Durante il sonno il corpo è caratterizzato da atonia, cioè la perdita del tono muscolare che nella fase di veglia è fondamentale per la contrazione riflessa e costante dei muscoli, ad esempio nel mantenimento della postura contro la forza di gravità. Nelle persone con disturbo comportamentale in sonno REM il tono muscolare rimane attivo anche mentre dormono e ciò fa sì che continuino ad avere un’intensa attività motoria collegata a ciò che sognano.

I pazienti con RBD sono ad alto rischio di sviluppare parkinsonismo o demenza nel tempo, inoltre, nella maggior parte di loro è stata rilevata la presenza di una forma anomala di alfa-sinucleina, una proteina la cui alterazione è collegata allo sviluppo di Parkinson o Demenza con Corpi di Lewy.

L’alfa-sinucleina “malata” si raggruppa e si deposita nei neuroni della corteccia cerebrale; per eliminare questi aggregati si stanno testando nuove terapie che sfruttano anticorpi specifici. “Attualmente però gli studi non hanno portato a risultati efficaci in termini di miglioramento delle condizioni cliniche di chi è colpito da Parkinson – spiega il prof.

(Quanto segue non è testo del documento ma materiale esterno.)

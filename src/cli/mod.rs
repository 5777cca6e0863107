//! Command-line parsing for the catalog checker.
//!
//! The goal of this module is to keep **argument parsing** separate from the
//! checks themselves: every subcommand maps onto one function in
//! `crate::checks`.

use std::path::PathBuf;

use clap::{Args, Parser, Subcommand};

use crate::domain::{KeyStyle, TextRule};

/// Top-level CLI.
#[derive(Debug, Parser)]
#[command(name = "catcheck", version, about = "Product-catalog export validator")]
pub struct Cli {
    #[command(flatten)]
    pub global: GlobalArgs,

    #[command(subcommand)]
    pub command: Command,
}

/// Options shared by every check.
#[derive(Debug, Args, Clone, Default)]
pub struct GlobalArgs {
    /// Directory reports are written into [env: CATCHECK_OUT_DIR, default: .].
    #[arg(long, global = true, value_name = "DIR")]
    pub out_dir: Option<PathBuf>,

    /// JSON rule book overriding the built-in tables [env: CATCHECK_RULES].
    #[arg(long, global = true, value_name = "JSON")]
    pub rules: Option<PathBuf>,

    /// Fail the run when any row was skipped.
    #[arg(long, global = true)]
    pub strict: bool,

    /// Also write a JSON run summary to this path.
    #[arg(long, global = true, value_name = "JSON")]
    pub summary_json: Option<PathBuf>,

    /// Log progress to stderr (same as RUST_LOG=catalog_checks=info).
    #[arg(short, long, global = true)]
    pub verbose: bool,
}

/// CLI subcommands.
#[derive(Debug, Subcommand)]
pub enum Command {
    /// Validate a part-number column against a named format family.
    PartNumber(PartNumberArgs),
    /// Per option_part_no, listed dimm_ranks must equal every ranks × rank_width combination.
    DimmRanks(InputArgs),
    /// Per row, the ranks/rank_width code must be listed in dimm_ranks.
    DimmRanksRows(InputArgs),
    /// Per row, every dimm_ranks code must appear in server_dimm_ranks.
    ServerDimmRanks(InputArgs),
    /// Numeric columns must be numbers (or blank) and non-negative.
    Numeric(NumericArgs),
    /// The file's headers must equal the brand's required columns.
    Columns(ColumnsArgs),
    /// The store's categories must be exactly those it is expected to carry.
    Categories(InputArgs),
    /// Every row's category must be a valid category.
    CategoryValues(CategoryValuesArgs),
    /// Per-cell text rules over one or more columns.
    Text(TextArgs),
    /// Compare a processor mapping against a vendor reference list.
    Processors(ProcessorsArgs),
    /// Summarize distinct values of one column grouped by another.
    Group(GroupArgs),
    /// Reconcile a free-text processor/chipset mapping with its normalized destination.
    Mapping(MappingArgs),
}

/// Input file shared by single-file checks.
#[derive(Debug, Args, Clone)]
pub struct InputArgs {
    /// CSV or workbook (.xlsx, .xlsm, .xls, .ods) to check.
    #[arg(short, long, value_name = "FILE")]
    pub input: PathBuf,
}

#[derive(Debug, Args, Clone)]
pub struct PartNumberArgs {
    #[command(flatten)]
    pub input: InputArgs,

    /// Column holding the part numbers.
    #[arg(long, default_value = "option_part_no")]
    pub column: String,

    /// Format family name (built-in: cisco-option, hpe-mfr).
    #[arg(long, default_value = "cisco-option")]
    pub format: String,

    /// Column echoed into the report when present.
    #[arg(long, default_value = "A")]
    pub context: String,
}

#[derive(Debug, Args, Clone)]
pub struct NumericArgs {
    #[command(flatten)]
    pub input: InputArgs,

    /// Columns to check.
    #[arg(long, value_delimiter = ',', default_value = "speed,ranks,rank_width")]
    pub columns: Vec<String>,
}

#[derive(Debug, Args, Clone)]
pub struct ColumnsArgs {
    #[command(flatten)]
    pub input: InputArgs,

    /// Brand whose required columns apply (inferred from the file name when omitted).
    #[arg(long)]
    pub brand: Option<String>,
}

#[derive(Debug, Args, Clone)]
pub struct CategoryValuesArgs {
    #[command(flatten)]
    pub input: InputArgs,

    /// Also require every valid category to occur at least once.
    #[arg(long)]
    pub require_all: bool,
}

#[derive(Debug, Args, Clone)]
pub struct TextArgs {
    #[command(flatten)]
    pub input: InputArgs,

    /// Columns to check.
    #[arg(long, value_delimiter = ',', required = true)]
    pub columns: Vec<String>,

    /// Rule applied to each cell.
    #[arg(long, value_enum, default_value_t = TextRule::Charset)]
    pub rule: TextRule,
}

#[derive(Debug, Args, Clone)]
pub struct ProcessorsArgs {
    /// Vendor reference list (e.g. AMD or Intel products).
    #[arg(long, value_name = "FILE")]
    pub reference: PathBuf,

    /// Mapped export to verify.
    #[arg(short, long, value_name = "FILE")]
    pub input: PathBuf,

    /// Only rows whose processor list mentions this vendor are checked ("" for all).
    #[arg(long, default_value = "AMD")]
    pub vendor: String,

    /// Key column in the reference.
    #[arg(long, default_value = "processor_series")]
    pub reference_key: String,

    /// Processor list column in the reference.
    #[arg(long, default_value = "processor")]
    pub reference_list: String,

    /// Key column in the input.
    #[arg(long, default_value = "processor_series")]
    pub input_key: String,

    /// Processor list column in the input.
    #[arg(long, default_value = "final_processor_data")]
    pub input_list: String,

    /// How keys are normalized before matching.
    #[arg(long, value_enum, default_value_t = KeyStyle::Series)]
    pub key_style: KeyStyle,

    /// Also fail rows listing processors absent from the reference.
    #[arg(long)]
    pub fail_on_extra: bool,
}

#[derive(Debug, Args, Clone)]
pub struct GroupArgs {
    #[command(flatten)]
    pub input: InputArgs,

    /// Grouping column (default: first column).
    #[arg(long)]
    pub key: Option<String>,

    /// Column whose distinct values are collected (default: second column).
    #[arg(long)]
    pub values: Option<String>,
}

#[derive(Debug, Args, Clone)]
pub struct MappingArgs {
    /// Source mapping with a free-text `processor` column.
    #[arg(short, long, value_name = "FILE")]
    pub input: PathBuf,

    /// Destination export with `all_amd_processor` per part/server/chipset.
    #[arg(long, value_name = "FILE")]
    pub destination: PathBuf,
}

Dario Arnaldi, Neurologo e ricercatore del Centro del Sonno dell’IRCCS Ospedale Policlinico San Martino e coordinatore del progetto –. Ciò potrebbe essere dovuto alle tempistiche dell’inizio del trattamento, quando la malattia è ormai conclamata: arrivare prima alla diagnosi permetterebbe di anticipare le cure e potrebbe aumentare le possibilità di preservare la struttura e la funzione cerebrale. Per questo motivo, le persone che ricevono una diagnosi di RBD sono i candidati ideali per testare nuovi farmaci neuroprotettivi. Con la collaborazione di 13 centri nel mondo, la ricerca ha coinvolto 405 persone con RBD, di cui 173 hanno sviluppato una alfa-sinucleinopatia conclamata (93 casi di Parkinson, 74 di Demenza con Corpi di Lewy e 5 di atrofia multisistemica), in media, dopo 3 anni e mezzo dalla diagnosi di RBD. Lo studio multicentrico ha applicato tecniche avanzate di intelligenza artificiale per dimostrare come, mediante l’uso di una SPECT cerebrale, un esame di neuroimaging simile a una PET, si riesca ad identificare i pazienti ad alto rischio di sviluppare i disturbi neurodegenerativi già 3-4 anni prima della comparsa dei sintomi”.

Il progetto, pubblicato sulla prestigiosa rivista “Annals of Neurology”, ha infatti addestrato l’Intelligenza Artificiale a rilevare dagli esami di imaging spie di alfa-sinucleinopatia in anticipo rispetto alla manifestazione sintomatica della malattia. I dati clinici non sono sufficienti da soli per anticipare la diagnosi, ma la combinazione di dati clinici e di imaging ha migliorato la sensibilità di previsione fino all’85%.

Infine, attraverso questo approccio è stato possibile incrementare fino all’86% anche la discriminazione tra i pazienti che avrebbero sviluppato Parkinson e chi invece Demenza con Corpi di Lewy.

“Lo studio ha rilevanti implicazioni cliniche, ma soprattutto di ricerca – conclude Arnaldi -. Infatti, sono ora in sviluppo dei promettenti farmaci neuroprotettivi e i risultati potranno aiutare nel selezionare i pazienti da arruolare nelle sperimentazioni cliniche di tali farmaci”.